··· Provided records ···

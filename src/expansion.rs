use crate::graph::{GraphDefinition, NodeDefinition};
use ahash::AHashSet;

/// The set of node IDs whose children are currently permitted to be
/// visible.
///
/// This is the only externally mutable state in the whole pipeline, and
/// updates are functional: [`ExpansionState::toggled`] returns a new state
/// and leaves the original untouched, so every pipeline run stays a pure
/// function of its inputs.
#[derive(Debug, Clone, Default, PartialEq, Eq)]
pub struct ExpansionState {
    expanded: AHashSet<String>,
}

impl ExpansionState {
    /// Creates an empty expansion state (everything collapsed).
    pub fn new() -> Self {
        Self::default()
    }

    /// Creates a state with the given node IDs marked expanded.
    pub fn from_ids<I, S>(ids: I) -> Self
    where
        I: IntoIterator<Item = S>,
        S: Into<String>,
    {
        Self {
            expanded: ids.into_iter().map(Into::into).collect(),
        }
    }

    /// Returns whether the node's children are permitted to be visible.
    pub fn contains(&self, node_id: &str) -> bool {
        self.expanded.contains(node_id)
    }

    /// Returns a new state with the node's membership flipped.
    pub fn toggled(&self, node_id: &str) -> Self {
        let mut expanded = self.expanded.clone();
        if !expanded.remove(node_id) {
            expanded.insert(node_id.to_string());
        }
        Self { expanded }
    }

    pub fn len(&self) -> usize {
        self.expanded.len()
    }

    pub fn is_empty(&self) -> bool {
        self.expanded.is_empty()
    }

    /// The expanded node IDs, sorted so callers get a stable order.
    pub fn sorted_ids(&self) -> Vec<String> {
        let mut ids: Vec<String> = self.expanded.iter().cloned().collect();
        ids.sort();
        ids
    }
}

/// Builds the initial expansion state for a freshly loaded graph.
///
/// Step-by-step procedure flows start fully expanded so the whole flow is
/// visible at once; anything else gets mind-map-style drill-down where only
/// the root and first-level nodes start expanded. The shape test runs once,
/// on an empty state; afterwards the state only changes through toggles.
pub fn default_expansion(graph: &GraphDefinition) -> ExpansionState {
    if graph.nodes.iter().any(is_step_like) {
        ExpansionState::from_ids(graph.nodes.iter().map(|n| n.id.clone()))
    } else {
        ExpansionState::from_ids(
            graph
                .nodes
                .iter()
                .filter(|n| n.depth <= 1)
                .map(|n| n.id.clone()),
        )
    }
}

/// Whether a node looks like part of a sequential procedure flow.
fn is_step_like(node: &NodeDefinition) -> bool {
    if node.id.starts_with("step") {
        return true;
    }
    matches!(
        node.metadata.get("type").map(String::as_str),
        Some("step" | "decision" | "terminal")
    )
}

···

● **Problem**:
Reproduce the material exactly. Every line must match.

● **Exercise result**:
filename src/expansion.rs
use crate::graph::{GraphDefinition, NodeDefinition};
use ahash::AHashSet;

/// The set of node IDs whose children are currently permitted to be
/// visible.
///
/// This is the only externally mutable state in the whole pipeline, and
/// updates are functional: [`ExpansionState::toggled`] returns a new state
/// and leaves the original untouched, so every pipeline run stays a pure
/// function of its inputs.
#[derive(Debug, Clone, Default, PartialEq, Eq)]
pub struct ExpansionState {
    expanded: AHashSet<String>,
}

impl ExpansionState {
    /// Creates an empty expansion state (everything collapsed).
    pub fn new() -> Self {
        Self::default()
    }

    /// Creates a state with the given node IDs marked expanded.
    pub fn from_ids<I, S>(ids: I) -> Self
    where
        I: IntoIterator<Item = S>,
        S: Into<String>,
    {
        Self {
            expanded: ids.into_iter().map(Into::into).collect(),
        }
    }

    /// Returns whether the node's children are permitted to be visible.
    pub fn contains(&self, node_id: &str) -> bool {
        self.expanded.contains(node_id)
    }

    /// Returns a new state with the node's membership flipped.
    pub fn toggled(&self, node_id: &str) -> Self {
        let mut expanded = self.expanded.clone();
        if !expanded.remove(node_id) {
            expanded.insert(node_id.to_string());
        }
        Self { expanded }
    }

    pub fn len(&self) -> usize {
        self.expanded.len()
    }

    pub fn is_empty(&self) -> bool {
        self.expanded.is_empty()
    }

    /// The expanded node IDs, sorted so callers get a stable order.
    pub fn sorted_ids(&self) -> Vec<String> {
        let mut ids: Vec<String> = self.expanded.iter().cloned().collect();
        ids.sort();
        ids
    }
}

/// Builds the initial expansion state for a freshly loaded graph.
///
/// Step-by-step procedure flows start fully expanded so the whole flow is
/// visible at once; anything else gets mind-map-style drill-down where only
/// the root and first-level nodes start expanded. The shape test runs once,
/// on an empty state; afterwards the state only changes through toggles.
pub fn default_expansion(graph: &GraphDefinition) -> ExpansionState {
    if graph.nodes.iter().any(is_step_like) {
        ExpansionState::from_ids(graph.nodes.iter().map(|n| n.id.clone()))
    } else {
        ExpansionState::from_ids(
            graph
                .nodes
                .iter()
                .filter(|n| n.depth <= 1)
                .map(|n| n.id.clone()),
        )
    }
}

/// Whether a node looks like part of a sequential procedure flow.
fn is_step_like(node: &NodeDefinition) -> bool {
    if node.id.starts_with("step") {
        return true;
    }
    matches!(
        node.metadata.get("type").map(String::as_str),
        Some("step" | "decision" | "terminal")
    )
}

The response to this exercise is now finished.